La voix de Bob s’est durcie. « Tu veux dire que je dois rester ici encore plusieurs jours ? Je ne connais personne ici, et je devais rentrer aujourd’hui. »

« Je suis vraiment désolée, monsieur », dit-elle en se tournant vers la personne suivante. « C’est la politique. »

La nuit approchant et sans aucune autre option, Bob pensa à Mme Sticks, la gentille bénévole de l’hôpital. Même s’il ne voulait pas la déranger, il n’avait pas d’autre choix.

« Bonjour, Meredith », dit-il au téléphone. « J’aurais vraiment besoin de ton aide. »

« La compassion existe toujours dans ce monde », se rappela-t-il.

Bob a fini par rester plus d’une semaine chez Mme Sticks avant de retourner au Texas.

Même sa fille nouveau-née semblait aimer cette femme ; son visage s’illuminait et souriait au son de sa voix. Profondément touché par sa gentillesse, Bob la qualifiait souvent d’ange.

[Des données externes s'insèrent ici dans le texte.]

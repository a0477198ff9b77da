use actix_web::{HttpRequest, HttpResponse, Result as ActixResult, web};
use once_cell::sync::Lazy;

use crate::middlewares::{self, RequirePermission};
use crate::models::permissions::codes;
use crate::models::schedules::requests::{
    ConflictCheckRequest, CreateScheduleRequest, GridViewParams, MyScheduleParams,
    ScheduleListParams, UpdateScheduleRequest,
};
use crate::services::ScheduleService;
use crate::utils::{SafeIDI64, SafeStudentIdI64};

// 懒加载的全局 ScheduleService 实例
static SCHEDULE_SERVICE: Lazy<ScheduleService> = Lazy::new(ScheduleService::new_lazy);

pub async fn list_schedules(
    req: HttpRequest,
    query: web::Query<ScheduleListParams>,
) -> ActixResult<HttpResponse> {
    SCHEDULE_SERVICE.list_schedules(query.into_inner(), &req).await
}

pub async fn my_schedule(
    req: HttpRequest,
    query: web::Query<MyScheduleParams>,
) -> ActixResult<HttpResponse> {
    SCHEDULE_SERVICE.my_schedule(query.into_inner(), &req).await
}

pub async fn grid_view(
    req: HttpRequest,
    query: web::Query<GridViewParams>,
) -> ActixResult<HttpResponse> {
    SCHEDULE_SERVICE.grid_view(query.into_inner(), &req).await
}

pub async fn student_schedule(
    req: HttpRequest,
    student_id: SafeStudentIdI64,
    query: web::Query<MyScheduleParams>,
) -> ActixResult<HttpResponse> {
    SCHEDULE_SERVICE
        .student_schedule(student_id.0, query.into_inner(), &req)
        .await
}

pub async fn check_conflicts(
    req: HttpRequest,
    check: web::Json<ConflictCheckRequest>,
) -> ActixResult<HttpResponse> {
    SCHEDULE_SERVICE
        .check_conflicts(check.into_inner(), &req)
        .await
}

pub async fn create_schedule(
    req: HttpRequest,
    schedule: web::Json<CreateScheduleRequest>,
) -> ActixResult<HttpResponse> {
    SCHEDULE_SERVICE
        .create_schedule(schedule.into_inner(), &req)
        .await
}

pub async fn get_schedule(req: HttpRequest, schedule_id: SafeIDI64) -> ActixResult<HttpResponse> {
    SCHEDULE_SERVICE.get_schedule(schedule_id.0, &req).await
}

pub async fn update_schedule(
    req: HttpRequest,
    schedule_id: SafeIDI64,
    update: web::Json<UpdateScheduleRequest>,
) -> ActixResult<HttpResponse> {
    SCHEDULE_SERVICE
        .update_schedule(schedule_id.0, update.into_inner(), &req)
        .await
}

pub async fn delete_schedule(
    req: HttpRequest,
    schedule_id: SafeIDI64,
) -> ActixResult<HttpResponse> {
    SCHEDULE_SERVICE.delete_schedule(schedule_id.0, &req).await
}

// 配置路由
//
// 个人课表只要求登录，按学生或教师身份返回
pub fn configure_schedule_routes(cfg: &mut web::ServiceConfig) {
    let view = || RequirePermission::any(&[codes::SCHEDULE_VIEW, codes::SCHEDULE_MANAGE]);
    let create = || RequirePermission::any(&[codes::SCHEDULE_CREATE, codes::SCHEDULE_MANAGE]);
    let update = || {
        RequirePermission::any(&[
            codes::SCHEDULE_UPDATE,
            codes::SCHEDULE_EDIT,
            codes::SCHEDULE_MANAGE,
        ])
    };
    let delete = || RequirePermission::any(&[codes::SCHEDULE_DELETE, codes::SCHEDULE_MANAGE]);

    cfg.service(
        web::scope("/api/schedules")
            .wrap(middlewares::RequireJWT)
            .service(
                web::resource("")
                    .route(web::get().to(list_schedules).wrap(view()))
                    .route(web::post().to(create_schedule).wrap(create())),
            )
            .route("/my-schedule", web::get().to(my_schedule))
            .service(web::resource("/grid-view").route(web::get().to(grid_view).wrap(view())))
            .service(
                web::resource("/by-student/{student_id}")
                    .route(web::get().to(student_schedule).wrap(view())),
            )
            .service(
                web::resource("/conflicts").route(web::post().to(check_conflicts).wrap(
                    RequirePermission::any(&[
                        codes::SCHEDULE_VIEW,
                        codes::SCHEDULE_MANAGE,
                        codes::SCHEDULE_CREATE,
                    ]),
                )),
            )
            .service(
                web::resource("/{id}")
                    .route(web::get().to(get_schedule).wrap(view()))
                    .route(web::put().to(update_schedule).wrap(update()))
                    .route(web::delete().to(delete_schedule).wrap(delete())),
            ),
    );
}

(Cette image est à titre d’illustration uniquement.)

Durant son séjour, Bob a appris que Mme Sticks avait quatre enfants adultes, sept petits-enfants et trois arrière-petits-enfants.

Une fois son certificat de naissance obtenu, il a finalement été autorisé à rentrer chez lui, mais il n’a jamais perdu contact avec la vieille femme qui lui avait offert tant d’aide.